To keep things simple and make it easier for you to try things out, the sandbox application has all authentication disabled. That way, it doesn’t require an access token for application-level calls to the API. Permissions are so open on the sandbox application because its "guest" role offers full permissions for all access paths -- that is, GET, POST, PUT, and DELETE for /**. Learn more about roles and permissions in Managing access by defining permission rules.
Keep in mind that the lack of authentication means that a sandbox application is not secure enough for important or sensitive data. A sandbox is just for experimentation while you learn how App Services works, and should never be used for a production application.
As with other kinds of App Services applications, a sandbox application is an area of the App Services data store where you can put your own data. You can create as many other applications as you like, including more sandbox applications. When it comes to production (secured) applications, a good rule of thumb is to create one App Services application for each mobile app you develop.
Creating a New Sandbox Application
You may want to create (or re-create) a sandbox application. For example, you may want to create a sandbox application for another organization or you may want to create another application for testing purposes.
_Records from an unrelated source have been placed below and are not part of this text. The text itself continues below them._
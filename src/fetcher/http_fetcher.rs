use std::sync::Arc;
use std::time::Duration;

use async_trait::async_trait;
use reqwest::{Client, Method, RequestBuilder};
use serde::de::DeserializeOwned;
use url::Url;

use crate::app::{FolioError, Result};
use crate::config::ServerConfig;
use crate::domain::{Chapter, Manga, MangaAndChapter, Page};
use crate::fetcher::{PageFetcher, Refetcher};
use crate::listener::ChangeBus;

/// Which listing of a source to page through.
#[derive(Debug, Clone, PartialEq, Eq)]
pub enum SourceListing {
    Popular,
    Latest,
    Search(String),
}

/// Field updates for a single chapter. `None` leaves the field untouched.
#[derive(Debug, Clone, Default)]
pub struct ChapterUpdate {
    pub read: Option<bool>,
    pub bookmarked: Option<bool>,
    pub last_page_read: Option<i32>,
}

impl ChapterUpdate {
    fn form(&self) -> Vec<(&'static str, String)> {
        let mut form = Vec::new();
        if let Some(read) = self.read {
            form.push(("read", read.to_string()));
        }
        if let Some(bookmarked) = self.bookmarked {
            form.push(("bookmarked", bookmarked.to_string()));
        }
        if let Some(page) = self.last_page_read {
            form.push(("lastPageRead", page.to_string()));
        }
        form
    }
}

/// JSON client for the manga server's REST API.
///
/// Mutations publish a change on the bus once the server has accepted them,
/// so every open feed showing the entity picks up the new state.
pub struct ServerClient {
    client: Client,
    base: Url,
    bus: ChangeBus,
}

impl ServerClient {
    pub fn new(config: &ServerConfig, bus: ChangeBus) -> Result<Self> {
        let client = Client::builder()
            .timeout(Duration::from_secs(config.timeout_secs))
            .gzip(true)
            .brotli(true)
            .user_agent(config.user_agent.clone())
            .build()?;

        Ok(Self {
            client,
            base: Url::parse(&config.url)?,
            bus,
        })
    }

    pub fn bus(&self) -> &ChangeBus {
        &self.bus
    }

    pub async fn source_page(
        &self,
        source_id: &str,
        listing: &SourceListing,
        page: u32,
    ) -> Result<Page<Manga>> {
        let page_str = page.to_string();
        let url = match listing {
            SourceListing::Popular => {
                self.endpoint(&["api", "v1", "source", source_id, "popular", &page_str])?
            }
            SourceListing::Latest => {
                self.endpoint(&["api", "v1", "source", source_id, "latest", &page_str])?
            }
            SourceListing::Search(term) => {
                let mut url = self.endpoint(&["api", "v1", "source", source_id, "search"])?;
                url.query_pairs_mut()
                    .append_pair("searchTerm", term)
                    .append_pair("pageNum", &page_str);
                url
            }
        };
        self.get_json(url).await
    }

    pub async fn recent_chapters(&self, page: u32) -> Result<Page<MangaAndChapter>> {
        let url = self.endpoint(&["api", "v1", "update", "recentChapters", &page.to_string()])?;
        self.get_json(url).await
    }

    pub async fn manga(&self, id: i64) -> Result<Manga> {
        let url = self.endpoint(&["api", "v1", "manga", &id.to_string()])?;
        self.get_json(url).await
    }

    pub async fn chapter(&self, manga_id: i64, index: i32) -> Result<Chapter> {
        let url = self.endpoint(&[
            "api",
            "v1",
            "manga",
            &manga_id.to_string(),
            "chapter",
            &index.to_string(),
        ])?;
        self.get_json(url).await
    }

    pub async fn update_chapters(
        &self,
        manga_id: i64,
        indexes: &[i32],
        update: &ChapterUpdate,
    ) -> Result<()> {
        let form = update.form();
        if form.is_empty() || indexes.is_empty() {
            return Ok(());
        }

        let mut patched = Vec::with_capacity(indexes.len());
        let mut outcome = Ok(());
        for &index in indexes {
            if let Err(e) = self.patch_chapter(manga_id, index, &form).await {
                outcome = Err(e);
                break;
            }
            patched.push(index);
        }

        // Chapters the server already accepted are stale on screen even when a
        // later one failed.
        if !patched.is_empty() {
            self.bus.chapter_indexes_changed(manga_id, Some(patched));
        }
        outcome
    }

    async fn patch_chapter(
        &self,
        manga_id: i64,
        index: i32,
        form: &[(&'static str, String)],
    ) -> Result<()> {
        let url = self.endpoint(&[
            "api",
            "v1",
            "manga",
            &manga_id.to_string(),
            "chapter",
            &index.to_string(),
        ])?;
        self.send(self.client.request(Method::PATCH, url).form(form))
            .await?;
        Ok(())
    }

    pub async fn set_in_library(&self, manga_id: i64, in_library: bool) -> Result<()> {
        let url = self.endpoint(&["api", "v1", "manga", &manga_id.to_string(), "library"])?;
        let method = if in_library {
            Method::GET
        } else {
            Method::DELETE
        };
        self.send(self.client.request(method, url)).await?;

        self.bus.manga_changed(vec![manga_id]);
        // Library membership shows up on every chapter row of the manga too.
        self.bus.chapter_indexes_changed(manga_id, None);
        Ok(())
    }

    fn endpoint(&self, segments: &[&str]) -> Result<Url> {
        let mut url = self.base.clone();
        url.path_segments_mut()
            .map_err(|_| FolioError::Other(format!("Server URL cannot be a base: {}", self.base)))?
            .pop_if_empty()
            .extend(segments);
        Ok(url)
    }

    async fn get_json<T: DeserializeOwned>(&self, url: Url) -> Result<T> {
        let body = self.send(self.client.get(url)).await?;
        Ok(serde_json::from_slice(&body)?)
    }

    async fn send(&self, request: RequestBuilder) -> Result<Vec<u8>> {
        let response = request.send().await?;
        let status = response.status();
        if !status.is_success() {
            return Err(FolioError::Status {
                status: status.as_u16(),
                url: response.url().to_string(),
            });
        }
        Ok(response.bytes().await?.to_vec())
    }
}

/// Pages through one listing of one source.
pub struct SourceFeedFetcher {
    client: Arc<ServerClient>,
    source_id: String,
    listing: SourceListing,
}

impl SourceFeedFetcher {
    pub fn new(client: Arc<ServerClient>, source_id: String, listing: SourceListing) -> Self {
        Self {
            client,
            source_id,
            listing,
        }
    }
}

#[async_trait]
impl PageFetcher<Manga> for SourceFeedFetcher {
    async fn fetch_page(&self, page: u32) -> Option<Page<Manga>> {
        match self
            .client
            .source_page(&self.source_id, &self.listing, page)
            .await
        {
            Ok(page) => Some(page),
            Err(e) => {
                tracing::warn!(
                    "Failed to load page {} of source {}: {}",
                    page,
                    self.source_id,
                    e
                );
                None
            }
        }
    }
}

/// Pages through the recently fetched chapters across the library.
pub struct UpdatesFetcher {
    client: Arc<ServerClient>,
}

impl UpdatesFetcher {
    pub fn new(client: Arc<ServerClient>) -> Self {
        Self { client }
    }
}

#[async_trait]
impl PageFetcher<MangaAndChapter> for UpdatesFetcher {
    async fn fetch_page(&self, page: u32) -> Option<Page<MangaAndChapter>> {
        match self.client.recent_chapters(page).await {
            Ok(page) => Some(page),
            Err(e) => {
                tracing::warn!("Failed to load updates page {}: {}", page, e);
                None
            }
        }
    }
}

pub struct MangaRefetcher {
    client: Arc<ServerClient>,
}

impl MangaRefetcher {
    pub fn new(client: Arc<ServerClient>) -> Self {
        Self { client }
    }
}

#[async_trait]
impl Refetcher<Manga> for MangaRefetcher {
    async fn refetch(&self, current: &Manga) -> Option<Manga> {
        match self.client.manga(current.id).await {
            Ok(manga) => Some(manga),
            Err(e) => {
                tracing::warn!("Failed to refresh manga {}: {}", current.id, e);
                None
            }
        }
    }
}

/// Refreshes an updates row by its `(manga_id, index)` address.
pub struct UpdateRefetcher {
    client: Arc<ServerClient>,
}

impl UpdateRefetcher {
    pub fn new(client: Arc<ServerClient>) -> Self {
        Self { client }
    }
}

#[async_trait]
impl Refetcher<MangaAndChapter> for UpdateRefetcher {
    async fn refetch(&self, current: &MangaAndChapter) -> Option<MangaAndChapter> {
        let manga_id = current.manga.id;
        let index = current.chapter.index;

        let result = tokio::try_join!(
            self.client.manga(manga_id),
            self.client.chapter(manga_id, index)
        );

        match result {
            Ok((manga, chapter)) => Some(MangaAndChapter::new(manga, chapter)),
            Err(e) => {
                tracing::warn!(
                    "Failed to refresh chapter {} of manga {}: {}",
                    index,
                    manga_id,
                    e
                );
                None
            }
        }
    }
}

#[cfg(test)]
mod tests {
    use tokio::io::{AsyncReadExt, AsyncWriteExt};
    use tokio::net::{TcpListener, TcpStream};

    use super::*;
    use crate::listener::Change;

    fn client(url: &str) -> ServerClient {
        let config = ServerConfig {
            url: url.to_string(),
            ..ServerConfig::default()
        };
        ServerClient::new(&config, ChangeBus::new()).unwrap()
    }

    #[test]
    fn test_endpoint_joins_segments() {
        let client = client("http://127.0.0.1:4567");
        let url = client.endpoint(&["api", "v1", "manga", "42"]).unwrap();
        assert_eq!(url.as_str(), "http://127.0.0.1:4567/api/v1/manga/42");
    }

    #[test]
    fn test_endpoint_keeps_base_path() {
        let client = client("https://example.com/suwayomi/");
        let url = client
            .endpoint(&["api", "v1", "update", "recentChapters", "1"])
            .unwrap();
        assert_eq!(
            url.as_str(),
            "https://example.com/suwayomi/api/v1/update/recentChapters/1"
        );
    }

    #[test]
    fn test_endpoint_escapes_segments() {
        let client = client("http://localhost:4567");
        let url = client.endpoint(&["api", "v1", "source", "a b"]).unwrap();
        assert_eq!(url.as_str(), "http://localhost:4567/api/v1/source/a%20b");
    }

    #[test]
    fn test_invalid_server_url() {
        let config = ServerConfig {
            url: "not a url".to_string(),
            ..ServerConfig::default()
        };
        assert!(matches!(
            ServerClient::new(&config, ChangeBus::new()),
            Err(FolioError::InvalidUrl(_))
        ));
    }

    #[test]
    fn test_chapter_update_form() {
        let update = ChapterUpdate {
            read: Some(true),
            last_page_read: Some(4),
            ..ChapterUpdate::default()
        };
        assert_eq!(
            update.form(),
            vec![("read", "true".to_string()), ("lastPageRead", "4".to_string())]
        );
        assert!(ChapterUpdate::default().form().is_empty());
    }

    /// Answers each incoming request with the next status, one connection
    /// per request.
    async fn serve(statuses: Vec<u16>) -> String {
        let listener = TcpListener::bind("127.0.0.1:0").await.unwrap();
        let addr = listener.local_addr().unwrap();
        tokio::spawn(async move {
            for status in statuses {
                let (mut socket, _) = listener.accept().await.unwrap();
                read_request(&mut socket).await;
                let response = format!(
                    "HTTP/1.1 {} Status\r\ncontent-length: 0\r\nconnection: close\r\n\r\n",
                    status
                );
                socket.write_all(response.as_bytes()).await.unwrap();
                socket.shutdown().await.ok();
            }
        });
        format!("http://{}", addr)
    }

    async fn read_request(socket: &mut TcpStream) {
        let mut request = Vec::new();
        let mut buf = [0u8; 1024];
        loop {
            let n = socket.read(&mut buf).await.unwrap();
            if n == 0 {
                return;
            }
            request.extend_from_slice(&buf[..n]);

            let text = String::from_utf8_lossy(&request).to_lowercase();
            if let Some(end) = text.find("\r\n\r\n") {
                let body_len = text[..end]
                    .lines()
                    .find_map(|line| line.strip_prefix("content-length:"))
                    .and_then(|len| len.trim().parse::<usize>().ok())
                    .unwrap_or(0);
                if request.len() >= end + 4 + body_len {
                    return;
                }
            }
        }
    }

    fn mark_read() -> ChapterUpdate {
        ChapterUpdate {
            read: Some(true),
            ..ChapterUpdate::default()
        }
    }

    #[tokio::test]
    async fn test_update_publishes_every_patched_index() {
        let client = client(&serve(vec![200, 200]).await);
        let mut rx = client.bus().subscribe();

        client.update_chapters(1, &[1, 2], &mark_read()).await.unwrap();

        assert_eq!(
            rx.try_recv().unwrap(),
            Change::ChapterIndexes {
                manga_id: 1,
                indexes: Some(vec![1, 2]),
            }
        );
    }

    #[tokio::test]
    async fn test_partial_update_publishes_accepted_indexes() {
        let client = client(&serve(vec![200, 500]).await);
        let mut rx = client.bus().subscribe();

        let result = client.update_chapters(1, &[1, 2, 3], &mark_read()).await;

        assert!(matches!(result, Err(FolioError::Status { status: 500, .. })));
        assert_eq!(
            rx.try_recv().unwrap(),
            Change::ChapterIndexes {
                manga_id: 1,
                indexes: Some(vec![1]),
            }
        );
        assert!(rx.try_recv().is_err());
    }

    #[tokio::test]
    async fn test_failed_first_update_publishes_nothing() {
        let client = client(&serve(vec![404]).await);
        let mut rx = client.bus().subscribe();

        let result = client.update_chapters(1, &[1, 2], &mark_read()).await;

        assert!(matches!(result, Err(FolioError::Status { status: 404, .. })));
        assert!(rx.try_recv().is_err());
    }

    #[tokio::test]
    async fn test_empty_update_publishes_nothing() {
        let client = client("http://127.0.0.1:9");
        let mut rx = client.bus().subscribe();
        client
            .update_chapters(1, &[1, 2], &ChapterUpdate::default())
            .await
            .unwrap();
        assert!(rx.try_recv().is_err());
    }
}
Use the following steps to create a sandbox app:
- Create a new application using the admin portal. You can name the application whatever you like (including "sandbox").
- Set full access permissions for the guest role, as follows:
- In the admin portal, click Users, then click Roles.
- On the Roles page, in the list of roles, click Guest.
- For the Guest role, under Permissions, click Add Permission.
- In the New Permission dialog, enter the following in the Path box:
- Select the following check boxes: get, post, put, and delete.
- Click the Add button.
- If there are other permissions listed, delete them.